[RECORDS FOR THE EXERCISE — start]
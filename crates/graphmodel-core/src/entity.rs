//! Domain entities and the references the session tracks them by.
//!
//! An [`Entity`] is one node of the caller's object graph: a label, an optional
//! database identity, scalar properties and named relationship fields. Entities
//! are shared through [`EntityRef`], a cheap handle whose pointer identity is
//! what the session uses to tell two objects apart during a traversal.
//!
//! # Example
//!
//! ```
//! use graphmodel_core::{Entity, EntityRef};
//!
//! let chicken = EntityRef::new(Entity::new("Ingredient").with_property("name", "Chicken"));
//! let carrot = EntityRef::new(Entity::new("Ingredient").with_property("name", "Carrot"));
//!
//! chicken.write().relate("pairings", &carrot);
//! carrot.write().relate("pairings", &chicken);
//!
//! assert_eq!(chicken.read().related("pairings").len(), 1);
//! assert!(chicken.read().is_new());
//! ```

use crate::value::Value;
use serde::{Deserialize, Serialize};
use std::collections::BTreeMap;
use std::fmt;
use std::sync::{Arc, PoisonError, RwLock, RwLockReadGuard, RwLockWriteGuard};

/// Property name to value map, ordered for deterministic snapshots.
pub type Properties = BTreeMap<String, Value>;

/// Database-assigned identity of a node.
#[derive(Debug, Clone, Copy, PartialEq, Eq, Hash, PartialOrd, Ord, Serialize, Deserialize)]
#[serde(transparent)]
pub struct NodeId(pub i64);

impl NodeId {
    /// Get the raw identity value.
    #[must_use]
    pub const fn get(self) -> i64 {
        self.0
    }
}

impl fmt::Display for NodeId {
    fn fmt(&self, f: &mut fmt::Formatter<'_>) -> fmt::Result {
        write!(f, "{}", self.0)
    }
}

impl From<i64> for NodeId {
    fn from(v: i64) -> Self {
        NodeId(v)
    }
}

/// Number of relationship hops a save or load may cover from its roots.
///
/// `Depth(0)` touches only the roots; `Depth(n)` follows at most `n` hops.
#[derive(Debug, Clone, Copy, PartialEq, Eq, Hash, PartialOrd, Ord, Serialize, Deserialize)]
#[serde(transparent)]
pub struct Depth(u32);

impl Depth {
    /// Only the roots themselves.
    pub const ZERO: Depth = Depth(0);
    /// Roots and their direct neighbours.
    pub const ONE: Depth = Depth(1);
    /// Everything reachable.
    pub const UNBOUNDED: Depth = Depth(u32::MAX);

    #[must_use]
    pub const fn new(hops: u32) -> Self {
        Depth(hops)
    }

    #[must_use]
    pub const fn get(self) -> u32 {
        self.0
    }

    /// Whether an entity `hops` away from a root is inside the bound.
    #[must_use]
    pub const fn allows(self, hops: u32) -> bool {
        hops <= self.0
    }

    /// Whether an entity `hops` away may have its relationships followed.
    #[must_use]
    pub const fn can_expand(self, hops: u32) -> bool {
        hops < self.0
    }

    #[must_use]
    pub const fn is_unbounded(self) -> bool {
        self.0 == u32::MAX
    }
}

impl Default for Depth {
    fn default() -> Self {
        Depth::ONE
    }
}

impl From<u32> for Depth {
    fn from(v: u32) -> Self {
        Depth(v)
    }
}

impl fmt::Display for Depth {
    fn fmt(&self, f: &mut fmt::Formatter<'_>) -> fmt::Result {
        if self.is_unbounded() {
            write!(f, "unbounded")
        } else {
            write!(f, "{}", self.0)
        }
    }
}

/// One entry of a relationship field: the related entity plus any
/// properties carried by the relationship itself.
#[derive(Debug, Clone)]
pub struct Related {
    pub target: EntityRef,
    pub properties: Properties,
}

/// An in-memory node of the object graph.
#[derive(Debug, Clone)]
pub struct Entity {
    label: String,
    id: Option<NodeId>,
    properties: Properties,
    relationships: BTreeMap<String, Vec<Related>>,
}

impl Entity {
    /// Create a transient entity with the given label.
    pub fn new(label: impl Into<String>) -> Self {
        Self {
            label: label.into(),
            id: None,
            properties: Properties::new(),
            relationships: BTreeMap::new(),
        }
    }

    /// Set a property (builder pattern).
    #[must_use]
    pub fn with_property(mut self, name: impl Into<String>, value: impl Into<Value>) -> Self {
        self.properties.insert(name.into(), value.into());
        self
    }

    pub fn label(&self) -> &str {
        &self.label
    }

    pub fn id(&self) -> Option<NodeId> {
        self.id
    }

    /// Has this entity never been assigned an identity?
    pub fn is_new(&self) -> bool {
        self.id.is_none()
    }

    /// Assign the database identity.
    ///
    /// Normally only the session calls this, after the database confirmed
    /// the node or while materialising a loaded record.
    pub fn set_id(&mut self, id: NodeId) {
        self.id = Some(id);
    }

    /// Drop the database identity, making the entity transient again.
    pub fn clear_id(&mut self) {
        self.id = None;
    }

    pub fn property(&self, name: &str) -> Option<&Value> {
        self.properties.get(name)
    }

    pub fn properties(&self) -> &Properties {
        &self.properties
    }

    /// Set a property, returning the previous value.
    pub fn set_property(&mut self, name: impl Into<String>, value: impl Into<Value>) -> Option<Value> {
        self.properties.insert(name.into(), value.into())
    }

    pub fn remove_property(&mut self, name: &str) -> Option<Value> {
        self.properties.remove(name)
    }

    /// Add `target` to the relationship field `field`.
    ///
    /// Returns `false` if the same instance was already present.
    pub fn relate(&mut self, field: impl Into<String>, target: &EntityRef) -> bool {
        self.relate_with(field, target, Properties::new())
    }

    /// Add `target` to `field` with relationship properties.
    ///
    /// If the instance is already present its relationship properties are
    /// replaced and `false` is returned.
    pub fn relate_with(
        &mut self,
        field: impl Into<String>,
        target: &EntityRef,
        properties: Properties,
    ) -> bool {
        let entries = self.relationships.entry(field.into()).or_default();
        if let Some(existing) = entries.iter_mut().find(|r| r.target.ptr_eq(target)) {
            existing.properties = properties;
            return false;
        }
        entries.push(Related {
            target: target.clone(),
            properties,
        });
        true
    }

    /// Remove `target` from `field`. Returns `true` if it was present.
    pub fn unrelate(&mut self, field: &str, target: &EntityRef) -> bool {
        let Some(entries) = self.relationships.get_mut(field) else {
            return false;
        };
        let before = entries.len();
        entries.retain(|r| !r.target.ptr_eq(target));
        before != entries.len()
    }

    /// Entries of a relationship field (empty if the field was never set).
    pub fn related(&self, field: &str) -> &[Related] {
        self.relationships.get(field).map_or(&[], Vec::as_slice)
    }

    /// All relationship fields in name order.
    pub fn relationships(&self) -> impl Iterator<Item = (&str, &[Related])> {
        self.relationships
            .iter()
            .map(|(name, entries)| (name.as_str(), entries.as_slice()))
    }

    /// Empty one relationship field.
    pub fn clear_related(&mut self, field: &str) {
        self.relationships.remove(field);
    }
}

/// Shared, interior-mutable handle to an [`Entity`].
///
/// Clones point at the same entity. Two handles are the same object exactly
/// when [`EntityRef::ptr_eq`] holds. Relationship fields hold strong handles,
/// so a cyclic object graph stays alive until the caller breaks the cycle
/// (for example with [`Entity::clear_related`]).
#[derive(Clone)]
pub struct EntityRef(Arc<RwLock<Entity>>);

impl EntityRef {
    pub fn new(entity: Entity) -> Self {
        EntityRef(Arc::new(RwLock::new(entity)))
    }

    /// Lock the entity for reading.
    ///
    /// A poisoned lock is recovered: entities hold plain data, so a panic in
    /// another holder cannot leave them half-updated in a way we could detect.
    pub fn read(&self) -> RwLockReadGuard<'_, Entity> {
        self.0.read().unwrap_or_else(PoisonError::into_inner)
    }

    /// Lock the entity for writing.
    pub fn write(&self) -> RwLockWriteGuard<'_, Entity> {
        self.0.write().unwrap_or_else(PoisonError::into_inner)
    }

    /// Are both handles the same object?
    pub fn ptr_eq(&self, other: &EntityRef) -> bool {
        Arc::ptr_eq(&self.0, &other.0)
    }

    /// Reference identity hash: stable for the lifetime of the entity.
    pub fn identity_hash(&self) -> usize {
        Arc::as_ptr(&self.0).cast::<()>() as usize
    }

    pub fn id(&self) -> Option<NodeId> {
        self.read().id()
    }

    pub fn label(&self) -> String {
        self.read().label().to_string()
    }
}

impl From<Entity> for EntityRef {
    fn from(entity: Entity) -> Self {
        EntityRef::new(entity)
    }
}

impl fmt::Debug for EntityRef {
    // Never recurse into relationships: object graphs are usually cyclic.
    fn fmt(&self, f: &mut fmt::Formatter<'_>) -> fmt::Result {
        let mut out = f.debug_struct("EntityRef");
        match self.0.try_read() {
            Ok(entity) => {
                out.field("label", &entity.label);
                out.field("id", &entity.id);
            }
            Err(_) => {
                out.field("locked", &true);
            }
        }
        out.field("addr", &format_args!("{:#x}", self.identity_hash()))
            .finish()
    }
}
[RECORDS FOR THE EXERCISE — finish]
## [WHAT THE TASK ASKS]
Search the data above for the string "RwLockReadGuard". Report every line where it is found.

## [RESPONSE BELOW]
use std::sync::{Arc, PoisonError, RwLock, RwLockReadGuard, RwLockWriteGuard};
    pub fn read(&self) -> RwLockReadGuard<'_, Entity> {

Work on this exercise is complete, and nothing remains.